Bei genauerem Nachdenken muss ich feststellen, dass ich nicht mehr sehr viel in Erinnerung habe. Die erste Fahrt vom Oma-Haus zur Fahrschule weiß ich noch. Das erste Mal in einer größeren Stadt mit Abbiegespuren und Ampeln und nennenswertem Autoverkehr. Ich als das totale Landei bin gefahren wie der erste Mensch. Mit dem Auto war es ähnlich. Krems hat viele enge Straßen, steile Straßen und Radwege. Reichlich Herausforderungen. Dazu ein Fahrlehrer, der jung und nett und gutaussehend war. Frau Vro in ihrer Sturm- und Drangzeit. Hui. Wie soll man sich da aufs Autofahren konzentrieren?
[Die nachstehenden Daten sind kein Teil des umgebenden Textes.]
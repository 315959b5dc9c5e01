//! Store item model.
//!
//! A session record is an [`Item`]: named columns holding [`AttributeValue`]s.
//! Writes are expressed as an [`ItemUpdate`], a per-column action map guarded
//! by optional [`Expectations`]. Store clients apply updates atomically and
//! evaluate expectations against the record as it exists at write time.

use crate::value::SessionValue;
use chrono::{DateTime, SecondsFormat, Utc};
use serde::{Deserialize, Serialize};
use std::collections::BTreeMap;

/// Column names managed by the session engine.
pub mod columns {
    /// Encoded session body.
    pub const DATA: &str = "data";

    /// Creation timestamp, written once.
    pub const CREATED_AT: &str = "created_at";

    /// Timestamp of the last successful write.
    pub const UPDATED_AT: &str = "updated_at";

    /// Holder token of the current pessimistic lock.
    pub const LOCK_FLAG: &str = "lock_flag";

    /// Epoch milliseconds at which the current lock was taken.
    pub const LOCK_TIME: &str = "lock_time";

    /// All engine-managed columns.
    pub const RESERVED: [&str; 5] = [DATA, CREATED_AT, UPDATED_AT, LOCK_FLAG, LOCK_TIME];

    /// Returns `true` if `name` is an engine-managed column.
    #[must_use]
    pub fn is_reserved(name: &str) -> bool {
        RESERVED.contains(&name)
    }
}

/// A single column value.
#[derive(Debug, Clone, PartialEq, Serialize, Deserialize)]
pub enum AttributeValue {
    /// Opaque bytes.
    Bytes(Vec<u8>),
    /// Text.
    Text(String),
    /// Integer, comparable with [`Condition::LessThan`].
    Number(i64),
    /// Boolean.
    Bool(bool),
    /// Structured session value (shadow columns).
    Value(SessionValue),
}

impl AttributeValue {
    /// Text column holding an RFC 3339 timestamp with millisecond precision.
    #[must_use]
    pub fn timestamp(at: DateTime<Utc>) -> Self {
        Self::Text(at.to_rfc3339_opts(SecondsFormat::Millis, true))
    }

    /// Parse a timestamp column written by [`AttributeValue::timestamp`].
    #[must_use]
    pub fn as_timestamp(&self) -> Option<DateTime<Utc>> {
        match self {
            Self::Text(s) => DateTime::parse_from_rfc3339(s)
                .ok()
                .map(|dt| dt.with_timezone(&Utc)),
            _ => None,
        }
    }

    /// Borrow byte content.
    #[must_use]
    pub fn as_bytes(&self) -> Option<&[u8]> {
        match self {
            Self::Bytes(b) => Some(b),
            _ => None,
        }
    }

    /// Borrow text content.
    #[must_use]
    pub fn as_text(&self) -> Option<&str> {
        match self {
            Self::Text(s) => Some(s),
            _ => None,
        }
    }

    /// Integer content.
    #[must_use]
    pub const fn as_number(&self) -> Option<i64> {
        match self {
            Self::Number(n) => Some(*n),
            _ => None,
        }
    }
}

/// A stored record.
pub type Item = BTreeMap<String, AttributeValue>;

/// What to do with one column.
#[derive(Debug, Clone, PartialEq)]
pub enum UpdateAction {
    /// Write the value, replacing any existing one.
    Put(AttributeValue),
    /// Write the value only if the column is absent.
    PutIfAbsent(AttributeValue),
    /// Remove the column.
    Delete,
}

/// Precondition on one column.
#[derive(Debug, Clone, PartialEq)]
pub enum Condition {
    /// Column must not exist.
    Absent,
    /// Column must exist.
    Present,
    /// Column must equal the value.
    Equals(AttributeValue),
    /// Column must be a number strictly below the bound.
    LessThan(i64),
}

impl Condition {
    /// Evaluate against the current column value (`None` if absent).
    #[must_use]
    pub fn holds(&self, current: Option<&AttributeValue>) -> bool {
        match (self, current) {
            (Self::Absent, current) => current.is_none(),
            (Self::Present, current) => current.is_some(),
            (Self::Equals(expected), Some(actual)) => expected == actual,
            (Self::LessThan(bound), Some(AttributeValue::Number(n))) => n < bound,
            _ => false,
        }
    }
}

/// How the conditions of an [`Expectations`] set combine.
#[derive(Debug, Clone, Copy, PartialEq, Eq, Default)]
pub enum ConditionalOperator {
    /// Every condition must hold.
    #[default]
    And,
    /// At least one condition must hold.
    Or,
}

/// Preconditions attached to an update.
#[derive(Debug, Clone, PartialEq, Default)]
pub struct Expectations {
    /// Combination rule.
    pub operator: ConditionalOperator,
    /// Column conditions, evaluated in order.
    pub conditions: Vec<(String, Condition)>,
}

impl Expectations {
    /// Empty set (always satisfied) combining with AND.
    #[must_use]
    pub const fn all() -> Self {
        Self {
            operator: ConditionalOperator::And,
            conditions: Vec::new(),
        }
    }

    /// Empty set combining with OR.
    #[must_use]
    pub const fn any() -> Self {
        Self {
            operator: ConditionalOperator::Or,
            conditions: Vec::new(),
        }
    }

    /// Add a condition.
    #[must_use]
    pub fn expect(mut self, column: impl Into<String>, condition: Condition) -> Self {
        self.conditions.push((column.into(), condition));
        self
    }

    /// Returns `true` if no conditions are attached.
    #[must_use]
    pub fn is_empty(&self) -> bool {
        self.conditions.is_empty()
    }

    /// Evaluate against a record; a missing record has every column absent.
    #[must_use]
    pub fn matches(&self, item: Option<&Item>) -> bool {
        if self.conditions.is_empty() {
            return true;
        }

        let mut results = self
            .conditions
            .iter()
            .map(|(column, condition)| condition.holds(item.and_then(|i| i.get(column))));

        match self.operator {
            ConditionalOperator::And => results.all(|held| held),
            ConditionalOperator::Or => results.any(|held| held),
        }
    }
}

/// A conditional, attribute-level update of one record.
#[derive(Debug, Clone, PartialEq, Default)]
pub struct ItemUpdate {
    /// Per-column actions.
    pub actions: BTreeMap<String, UpdateAction>,
    /// Preconditions.
    pub expected: Expectations,
}

impl ItemUpdate {
    /// Empty update.
    #[must_use]
    pub fn new() -> Self {
        Self::default()
    }

    /// Put a column value.
    pub fn put(&mut self, column: impl Into<String>, value: AttributeValue) -> &mut Self {
        self.actions.insert(column.into(), UpdateAction::Put(value));
        self
    }

    /// Put a column value only if the column is absent.
    pub fn put_if_absent(&mut self, column: impl Into<String>, value: AttributeValue) -> &mut Self {
        self.actions.insert(column.into(), UpdateAction::PutIfAbsent(value));
        self
    }

    /// Delete a column.
    pub fn delete(&mut self, column: impl Into<String>) -> &mut Self {
        self.actions.insert(column.into(), UpdateAction::Delete);
        self
    }

    /// Action planned for a column.
    #[must_use]
    pub fn action(&self, column: &str) -> Option<&UpdateAction> {
        self.actions.get(column)
    }

    /// Returns `true` if the update touches the column.
    #[must_use]
    pub fn touches(&self, column: &str) -> bool {
        self.actions.contains_key(column)
    }

    /// Apply the actions to a record in place, ignoring expectations.
    ///
    /// Store clients call this after checking [`Expectations::matches`].
    pub fn apply(&self, item: &mut Item) {
        for (column, action) in &self.actions {
            match action {
                UpdateAction::Put(value) => {
                    item.insert(column.clone(), value.clone());
                }
                UpdateAction::PutIfAbsent(value) => {
                    item.entry(column.clone()).or_insert_with(|| value.clone());
                }
                UpdateAction::Delete => {
                    item.remove(column);
                }
            }
        }
    }
}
Handy? Hatten wir nicht. Es gab nur Festnetz im Oma-Haus oder Telefonzellen. Also nichts mit schnell mal Zusammentelefonieren. An den Wochenenden waren da Brüder oder Eltern, die uns mit nach Hause genommen haben. Die Mopeds blieben im Oma-Haus.
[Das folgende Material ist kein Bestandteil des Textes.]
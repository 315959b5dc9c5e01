//! Injected dependencies.
//!
//! Time and waiting are abstracted behind traits so lock acquisition and
//! table polling can be driven deterministically in tests.

use crate::handler::{ErrorHandler, TracingErrorHandler};
use chrono::{DateTime, Utc};
use futures::FutureExt;
use futures::future::BoxFuture;
use std::sync::Arc;
use std::time::Duration;

/// Source of the current time.
///
/// [`SystemClock`] in production; tests use `ManualClock` from
/// `composable-session-testing`, advanced by its scheduler.
pub trait Clock: Send + Sync {
    /// Current time.
    fn now(&self) -> DateTime<Utc>;
}

/// Wall clock.
#[derive(Debug, Clone, Copy, Default)]
pub struct SystemClock;

impl Clock for SystemClock {
    fn now(&self) -> DateTime<Utc> {
        Utc::now()
    }
}

/// Suspends the caller between retry attempts.
pub trait Scheduler: Send + Sync {
    /// Wait for `duration`.
    fn sleep(&self, duration: Duration) -> BoxFuture<'static, ()>;
}

/// Scheduler backed by `tokio::time::sleep`.
#[derive(Debug, Clone, Copy, Default)]
pub struct TokioScheduler;

impl Scheduler for TokioScheduler {
    fn sleep(&self, duration: Duration) -> BoxFuture<'static, ()> {
        tokio::time::sleep(duration).boxed()
    }
}

/// Dependencies shared by the locking strategies and the session manager.
#[derive(Clone)]
pub struct SessionEnvironment {
    /// Time source.
    pub clock: Arc<dyn Clock>,

    /// Waits between lock and provisioning retries.
    pub scheduler: Arc<dyn Scheduler>,

    /// Error observer.
    pub errors: Arc<dyn ErrorHandler>,
}

impl SessionEnvironment {
    /// System clock, tokio sleeps, tracing error handler.
    #[must_use]
    pub fn production() -> Self {
        Self {
            clock: Arc::new(SystemClock),
            scheduler: Arc::new(TokioScheduler),
            errors: Arc::new(TracingErrorHandler),
        }
    }

    /// Replace the clock.
    #[must_use]
    pub fn with_clock(mut self, clock: Arc<dyn Clock>) -> Self {
        self.clock = clock;
        self
    }

    /// Replace the scheduler.
    #[must_use]
    pub fn with_scheduler(mut self, scheduler: Arc<dyn Scheduler>) -> Self {
        self.scheduler = scheduler;
        self
    }

    /// Replace the error handler.
    #[must_use]
    pub fn with_error_handler(mut self, errors: Arc<dyn ErrorHandler>) -> Self {
        self.errors = errors;
        self
    }
}

impl Default for SessionEnvironment {
    fn default() -> Self {
        Self::production()
    }
}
Dann hatten wir beide unsere Führerscheinprüfungen. Gleich beim ersten Mal geschafft. Wir packten zusammen, fuhren auf die Bezirkshauptmannschaft in Krems und holten uns den Deckel ab. Danach ging es zurück nach Hause. Diesmal mussten wir den Seiberer hinauf. Ich dürfte jetzt mit dem Auto fahren, habe aber keines. Nur dieses doofe Moped, das auf der Ebene wie nix dahin zischte. Bei der Bergwertung verreckte es elendiglich. Während meine Freundin klar im Vorteil war mit ihren zwei Gängen und davon düste, musste ich bei meinem mittreten, damit ich überhaupt noch vorankomme. Es war erniedrigend. Es war peinlich. Es dauerte ewig. Irgendwann kamen wir dann aber doch an.
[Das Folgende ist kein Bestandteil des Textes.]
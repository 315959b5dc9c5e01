//! # Composable Session Testing
//!
//! Testing utilities and helpers for composable session persistence.
//!
//! This crate provides:
//! - Mock implementations of the environment traits (clocks, scheduler, error handler)
//! - An in-memory key-value store that records every call
//! - An in-memory table admin for provisioning tests
//! - Fixtures for signers and test logging
//!
//! ## Example
//!
//! ```ignore
//! use composable_session_testing::{InMemoryStore, TestHarness};
//!
//! #[tokio::test]
//! async fn test_session_flow() {
//!     let harness = TestHarness::new();
//!     let store = InMemoryStore::new();
//!     let locking = NullLocking::new(store.clone(), vec![], harness.environment());
//!     // ...
//!     assert_eq!(store.call_count(), 1);
//! }
//! ```

use chrono::{DateTime, Utc};
use composable_session_core::environment::Clock;

pub mod store_mocks;

/// Mock implementations of environment traits
pub mod mocks {
    #![allow(clippy::unwrap_used)] // Test infrastructure uses unwrap for simplicity

    use super::{Clock, DateTime, Utc};
    use composable_session_core::{ErrorHandler, RequestContext, Scheduler, SessionError};
    use futures::FutureExt;
    use futures::future::BoxFuture;
    use std::sync::{Arc, RwLock};
    use std::time::Duration;

    /// Fixed clock for deterministic tests
    ///
    /// Always returns the same time, making tests reproducible.
    ///
    /// # Example
    ///
    /// ```
    /// use composable_session_testing::mocks::FixedClock;
    /// use composable_session_core::environment::Clock;
    /// use chrono::Utc;
    ///
    /// let clock = FixedClock::new(Utc::now());
    /// let time1 = clock.now();
    /// let time2 = clock.now();
    /// assert_eq!(time1, time2); // Always the same!
    /// ```
    #[derive(Debug, Clone)]
    pub struct FixedClock {
        time: DateTime<Utc>,
    }

    impl FixedClock {
        /// Create a new fixed clock with the given time
        #[must_use]
        pub const fn new(time: DateTime<Utc>) -> Self {
            Self { time }
        }
    }

    impl Clock for FixedClock {
        fn now(&self) -> DateTime<Utc> {
            self.time
        }
    }

    /// Clock that only moves when told to
    ///
    /// Clones share the same time.
    #[derive(Debug, Clone)]
    pub struct ManualClock {
        time: Arc<RwLock<DateTime<Utc>>>,
    }

    impl ManualClock {
        /// Create a manual clock starting at `time`
        #[must_use]
        pub fn new(time: DateTime<Utc>) -> Self {
            Self {
                time: Arc::new(RwLock::new(time)),
            }
        }

        /// Move time forward
        pub fn advance(&self, by: Duration) {
            let mut time = self.time.write().unwrap();
            *time += chrono::Duration::from_std(by).unwrap_or_else(|_| chrono::Duration::zero());
        }
    }

    impl Clock for ManualClock {
        fn now(&self) -> DateTime<Utc> {
            *self.time.read().unwrap()
        }
    }

    /// Scheduler that never waits
    ///
    /// Each sleep advances the paired [`ManualClock`] instead and is recorded,
    /// so backoff schedules can be asserted exactly.
    #[derive(Debug, Clone)]
    pub struct ManualScheduler {
        clock: ManualClock,
        sleeps: Arc<RwLock<Vec<Duration>>>,
    }

    impl ManualScheduler {
        /// Create a scheduler advancing `clock`
        #[must_use]
        pub fn new(clock: ManualClock) -> Self {
            Self {
                clock,
                sleeps: Arc::new(RwLock::new(Vec::new())),
            }
        }

        /// Requested sleeps, in order
        #[must_use]
        pub fn sleeps(&self) -> Vec<Duration> {
            self.sleeps.read().unwrap().clone()
        }

        /// Sum of requested sleeps
        #[must_use]
        pub fn total_slept(&self) -> Duration {
            self.sleeps.read().unwrap().iter().sum()
        }
    }

    impl Scheduler for ManualScheduler {
        fn sleep(&self, duration: Duration) -> BoxFuture<'static, ()> {
            self.sleeps.write().unwrap().push(duration);
            self.clock.advance(duration);
            futures::future::ready(()).boxed()
        }
    }

    /// Error handler that remembers what it saw
    #[derive(Debug, Clone, Default)]
    pub struct RecordingErrorHandler {
        seen: Arc<RwLock<Vec<(SessionError, RequestContext)>>>,
    }

    impl RecordingErrorHandler {
        /// Create an empty recorder
        #[must_use]
        pub fn new() -> Self {
            Self::default()
        }

        /// Errors observed so far, in order
        #[must_use]
        pub fn errors(&self) -> Vec<SessionError> {
            self.seen.read().unwrap().iter().map(|(e, _)| e.clone()).collect()
        }

        /// Contexts the errors were observed with
        #[must_use]
        pub fn contexts(&self) -> Vec<RequestContext> {
            self.seen.read().unwrap().iter().map(|(_, c)| c.clone()).collect()
        }

        /// Number of errors observed
        #[must_use]
        pub fn count(&self) -> usize {
            self.seen.read().unwrap().len()
        }
    }

    impl ErrorHandler for RecordingErrorHandler {
        fn handle(&self, error: &SessionError, context: &RequestContext) {
            self.seen.write().unwrap().push((error.clone(), context.clone()));
        }
    }

    /// Create a default fixed clock for tests (2025-01-01 00:00:00 UTC)
    #[must_use]
    pub fn test_clock() -> FixedClock {
        FixedClock::new(test_epoch())
    }

    /// 2025-01-01 00:00:00 UTC
    ///
    /// # Panics
    ///
    /// Never in practice; the timestamp is hardcoded.
    #[must_use]
    #[allow(clippy::expect_used)]
    pub fn test_epoch() -> DateTime<Utc> {
        DateTime::parse_from_rfc3339("2025-01-01T00:00:00Z")
            .expect("hardcoded timestamp should always parse")
            .with_timezone(&Utc)
    }
}

/// Test helpers and utilities
pub mod helpers {
    use super::mocks::{ManualClock, ManualScheduler, RecordingErrorHandler, test_epoch};
    use composable_session_core::{SessionEnvironment, SessionSigner};
    use std::sync::Arc;

    /// Secret used by [`test_signer`].
    pub const TEST_SECRET: &str = "composable-session-test-secret";

    /// Signer keyed with [`TEST_SECRET`]
    ///
    /// # Panics
    ///
    /// Never in practice; the secret is non-empty.
    #[must_use]
    #[allow(clippy::expect_used)]
    pub fn test_signer() -> SessionSigner {
        SessionSigner::new(TEST_SECRET).expect("test secret is non-empty")
    }

    /// Bundle of deterministic environment pieces sharing one clock
    #[derive(Debug, Clone)]
    pub struct TestHarness {
        /// Manual clock (starts at 2025-01-01 00:00:00 UTC)
        pub clock: ManualClock,
        /// Scheduler advancing `clock`
        pub scheduler: ManualScheduler,
        /// Recorder for reported errors
        pub errors: RecordingErrorHandler,
    }

    impl TestHarness {
        /// Fresh harness
        #[must_use]
        pub fn new() -> Self {
            let clock = ManualClock::new(test_epoch());
            Self {
                scheduler: ManualScheduler::new(clock.clone()),
                clock,
                errors: RecordingErrorHandler::new(),
            }
        }

        /// Environment wired to the harness pieces
        #[must_use]
        pub fn environment(&self) -> SessionEnvironment {
            SessionEnvironment::production()
                .with_clock(Arc::new(self.clock.clone()))
                .with_scheduler(Arc::new(self.scheduler.clone()))
                .with_error_handler(Arc::new(self.errors.clone()))
        }
    }

    impl Default for TestHarness {
        fn default() -> Self {
            Self::new()
        }
    }

    /// Install a test-friendly tracing subscriber (idempotent)
    pub fn init_test_tracing() {
        let _ = tracing_subscriber::fmt()
            .with_env_filter(tracing_subscriber::EnvFilter::from_default_env())
            .with_test_writer()
            .try_init();
    }
}

// Re-export commonly used items
pub use helpers::{TEST_SECRET, TestHarness, init_test_tracing, test_signer};
pub use mocks::{
    FixedClock, ManualClock, ManualScheduler, RecordingErrorHandler, test_clock, test_epoch,
};
pub use store_mocks::{InMemoryStore, InMemoryTableAdmin, StoreCall};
Warum ich gerade jetzt diese Geschichte erzähle? Gestern war ich mit den Jungs beim Papa und der Familie meines Bruders. Da stand das Moped im Hof. Die Garelli. Unser kleiner Italiener.  Mittlerweile in die Jahre gekommen. Etwas ramponiert. Es fährt tatsächlich immer noch. Und ich hatte auf einmal dieses Déjà-vu. Während ich noch nichtsahnend mit meinem kleinen Neffen im Kinderwagen spazieren fuhr, haben mein Bruder und mein Älterer die Gunst der Stunde genutzt. Geredet haben sie schon lange davon, dass mein Älterer mal fahren darf. Ich habe immer abgeblockt. Zu jung. Zu gefährlich. Das hat noch Zeit. Ich habe sie nur kurz aus den Augen gelassen. Und dann? Sie haben das Moped gestartet und mein Sohnemann hat seine ersten Runden hinter dem Haus auf der Wiese gedreht. Ich wusste sofort, was los war. Ich musste gar nicht sehen, wer auf dem Moped saß. Niemand sonst gibt so viel Gas.
Es sei denn, er ist noch nie mit so einem Ding gefahren.